The serotonin-selective reuptake inhibitors such as fluoxetine (Prozac) have fewer and less serious side effects than TCAs, but they are much less effective for relieving pain. It is of interest that venlafaxine (Effexor), a nontricyclic antidepressant that blocks both serotonin and norepinephrine reuptake, appears to retain most of the pain-relieving effect of TCAs with a side-effect profile more like that of the serotonin-selective reuptake inhibitors. The drug may be particularly useful in patients who cannot tolerate the side effects of tricyclics.

ANTICONVULSANTS AND ANTIARRHYTHMICS
These drugs are useful primarily for patients with neuropathic pain. Phenytoin (Dilantin) and carbamazepine (Tegretol) were first shown to relieve the pain of trigeminal neuralgia. This pain has a characteristic brief, shooting, electric shock–like quality. In fact, anticonvulsants seem to be helpful largely for pains that have such a lancinating quality. A newgeneration anticonvulsant, gabapentin (Neurontin), is effective for a broad range of neuropathic pains.


Antiarrhythmic drugs such as low-dose lidocaine and mexiletine (Mexitil) can also be effective for neuropathic pain. These drugs block the spontaneous activity of damaged primary afferent nociceptors.


CHRONIC OPIOID MEDICATION
The long-term use of opioids is accepted for patients with pain due to malignant disease. Although opioid use for chronic pain of nonmalignant origin is controversial, it is clear that for many such patients opioid analgesics are the best available option. This is understandable since opioids are the most potent and have the broadest range of efficacy of any analgesic medications.

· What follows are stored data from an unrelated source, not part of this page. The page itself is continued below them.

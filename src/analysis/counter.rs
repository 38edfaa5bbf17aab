//! Scoring texts against a dictionary.
//!
//! Every token is looked up through the dictionary's match engine and counted
//! once for each category label it fires. Per-label word frequencies are kept
//! alongside the totals, so the most frequent words of each category can be
//! tabulated afterwards.
//!
//! ```
//! use std::sync::Arc;
//!
//! use liwc_tools::analysis::{CategoryCounter, ContractionTokenizer};
//! use liwc_tools::dictionary::Dictionary;
//!
//! let dictionary = Dictionary::parse("%\n1\tPronoun\n2\tPosemo\n%\ni\t1\nhapp*\t2\n");
//! let counter = CategoryCounter::new(&dictionary, Arc::new(ContractionTokenizer::new().unwrap()));
//!
//! let report = counter.count_text("I am happy, I am.").unwrap();
//! assert_eq!(report.word_count, 5);
//! assert_eq!(report.category_count("Pronoun"), 2);
//! assert_eq!(report.category_count("Posemo"), 1);
//! ```

use std::collections::{BTreeMap, BTreeSet};
use std::fs;
use std::path::{Path, PathBuf};
use std::sync::Arc;

use ahash::AHashMap;
use csv::WriterBuilder;
use log::{debug, info};
use serde::{Deserialize, Serialize};

use crate::analysis::tokenizer::Tokenizer;
use crate::config::ChangeFileConfig;
use crate::dictionary::{Dictionary, MatchEngine};
use crate::error::{LiwcError, Result};
use crate::util::read_rows;

/// Counts dictionary categories in texts.
pub struct CategoryCounter<'a> {
    dictionary: &'a Dictionary,
    tokenizer: Arc<dyn Tokenizer>,
}

impl<'a> CategoryCounter<'a> {
    /// Create a counter over a dictionary.
    pub fn new(dictionary: &'a Dictionary, tokenizer: Arc<dyn Tokenizer>) -> Self {
        CategoryCounter {
            dictionary,
            tokenizer,
        }
    }

    /// An empty report listing every category of the dictionary.
    pub fn empty_report(&self) -> CountReport {
        let mut report = CountReport::default();
        for (_, category) in self.dictionary.store().iter() {
            report.category_counts.insert(category.label.clone(), 0);
            report.category_words.entry(category.label.clone()).or_default();
        }
        report
    }

    /// Score a single text.
    pub fn count_text(&self, text: &str) -> Result<CountReport> {
        let mut frequencies: AHashMap<String, usize> = AHashMap::new();
        let mut word_count = 0;
        for token in self.tokenizer.tokenize(text)? {
            *frequencies.entry(token.normalized()).or_insert(0) += 1;
            word_count += 1;
        }

        let engine = MatchEngine::new(self.dictionary.store());
        let mut report = self.empty_report();
        report.word_count = word_count;

        for (word, count) in frequencies {
            let labels: BTreeSet<&str> = engine
                .categories_for_token(&word)
                .into_iter()
                .filter_map(|id| self.dictionary.store().description(id).ok())
                .collect();
            for label in labels {
                report.add(label, &word, count);
            }
        }

        debug!(
            "Counted {} words with {}",
            report.word_count,
            self.tokenizer.name()
        );
        Ok(report)
    }

    /// Score several texts into one report.
    pub fn count_texts<I, S>(&self, texts: I) -> Result<CountReport>
    where
        I: IntoIterator<Item = S>,
        S: AsRef<str>,
    {
        let mut report = self.empty_report();
        for text in texts {
            report.merge(&self.count_text(text.as_ref())?);
        }
        Ok(report)
    }
}

/// A word and how often it fired a category.
#[derive(Clone, Debug, PartialEq, Serialize, Deserialize)]
pub struct WordFrequency {
    pub word: String,
    pub count: usize,
    /// Share of the category's total, in 0..=1.
    pub relative: f64,
}

/// Category counts of one or more texts.
#[derive(Clone, Debug, Default, PartialEq, Eq, Serialize, Deserialize)]
pub struct CountReport {
    /// Number of tokens (`WC`).
    pub word_count: usize,

    /// Hits per category label.
    pub category_counts: BTreeMap<String, usize>,

    /// Hits per word, per category label.
    pub category_words: BTreeMap<String, BTreeMap<String, usize>>,
}

impl CountReport {
    fn add(&mut self, label: &str, word: &str, count: usize) {
        *self.category_counts.entry(label.to_string()).or_default() += count;
        *self
            .category_words
            .entry(label.to_string())
            .or_default()
            .entry(word.to_string())
            .or_default() += count;
    }

    /// Hits of a category label.
    pub fn category_count(&self, label: &str) -> usize {
        self.category_counts.get(label).copied().unwrap_or(0)
    }

    /// Hits of a category label as a percentage of the word count.
    pub fn percentage(&self, label: &str) -> f64 {
        if self.word_count == 0 {
            return 0.0;
        }
        100.0 * self.category_count(label) as f64 / self.word_count as f64
    }

    /// Add another report into this one.
    pub fn merge(&mut self, other: &CountReport) {
        self.word_count += other.word_count;
        for (label, count) in &other.category_counts {
            *self.category_counts.entry(label.clone()).or_default() += count;
        }
        for (label, words) in &other.category_words {
            let target = self.category_words.entry(label.clone()).or_default();
            for (word, count) in words {
                *target.entry(word.clone()).or_default() += count;
            }
        }
    }

    /// Per label, the words whose share of the label's hits exceeds `threshold`.
    ///
    /// Words are listed alphabetically; labels without hits map to an empty list.
    pub fn frequent_words(&self, threshold: f64) -> BTreeMap<String, Vec<WordFrequency>> {
        self.category_words
            .iter()
            .map(|(label, words)| {
                let total: usize = words.values().sum();
                let frequent = words
                    .iter()
                    .filter_map(|(word, &count)| {
                        let relative = count as f64 / total as f64;
                        (relative > threshold).then(|| WordFrequency {
                            word: word.clone(),
                            count,
                            relative,
                        })
                    })
                    .collect();
                (label.clone(), frequent)
            })
            .collect()
    }
}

Although addiction is rare in patients who first use opioids for pain relief, some degree of tolerance and physical dependence are likely with long-term use. Therefore, before embarking on opioid therapy, other options should be explored, and the limitations and risks of opioids should be explained to the patient. It is also important to point out that some opioid analgesic medications have mixed agonist-antagonist properties (e.g., pentazocine and butorphanol). From a practical standpoint, this means that they may worsen pain by inducing an abstinence syndrome in patients who are physically dependent on other opioid analgesics.


With long-term outpatient use of orally administered opioids, it is desirable to use long-acting compounds such as levorphanol, methadone, or sustained-release morphine. Transdermal fentanyl is another excellent option. The pharmacokinetic profile of these drug preparations enables prolonged pain relief, minimizes side effects such as sedation that are associated with high peak plasma levels, and reduces the likelihood of rebound pain associated with a rapid fall in plasma opioid concentration. Constipation is a virtually universal side effect of opioid use and should be treated expectantly. It is worth emphasizing that many patients, especially those with chronic pain, seek medical attention primarily because they are suffering and because only physicians can provide the medications required for their relief. A primary responsibility of all physicians is to minimize the physical and emotional discomfort of their patients. Familiarity with pain mechanisms and analgesic medications is an important step toward accomplishing this aim.